▸ Available data:
//! Drive a full async studio session with the offline echo sink:
//! register assets, arrange layers, render, and "generate".

use mockstudio::{AssetKind, Studio};

fn solid_png(width: u32, height: u32, rgba: [u8; 4]) -> Vec<u8> {
    let img = image::RgbaImage::from_pixel(width, height, image::Rgba(rgba));
    let mut buf = std::io::Cursor::new(Vec::new());
    img.write_to(&mut buf, image::ImageFormat::Png).unwrap();
    buf.into_inner()
}

#[tokio::main]
async fn main() -> Result<(), Box<dyn std::error::Error>> {
    println!("Mockstudio - Studio Session Example\n");

    // No endpoint configured, so the echo sink is used
    let studio = Studio::new(None).await?;

    studio
        .register_assets(vec![
            ("tote".into(), AssetKind::Product, solid_png(600, 700, [245, 240, 230, 255])),
            ("mark".into(), AssetKind::Logo, solid_png(120, 120, [30, 30, 30, 255])),
        ])
        .await?;
    studio.select_product(Some("tote")).await?;

    let layer = studio.add_layer("mark").await?;
    studio.begin_drag(layer, 300.0, 300.0).await?;
    studio.update_drag(300.0, 240.0, 600.0, 600.0).await?;
    studio.end_drag().await?;
    studio.adjust_scale(layer, 1.0).await?;

    for l in studio.layers().await? {
        println!(
            "layer {} -> {:.1}%, {:.1}% (scale {:.1})",
            l.id, l.x, l.y, l.scale
        );
    }

    let mockup = studio.generate(1, "screen-printed, soft shadows").await?;
    std::fs::write("mockup.png", &mockup.png_data)?;
    println!("wrote mockup.png ({} bytes)", mockup.png_data.len());

    println!("gallery now holds {} mockup(s)", studio.gallery().await?.len());
    studio.close().await?;
    Ok(())
}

▸ Action item:
Scan each line above for the string "println". Give the tally and nothing else.

▸ Response:
4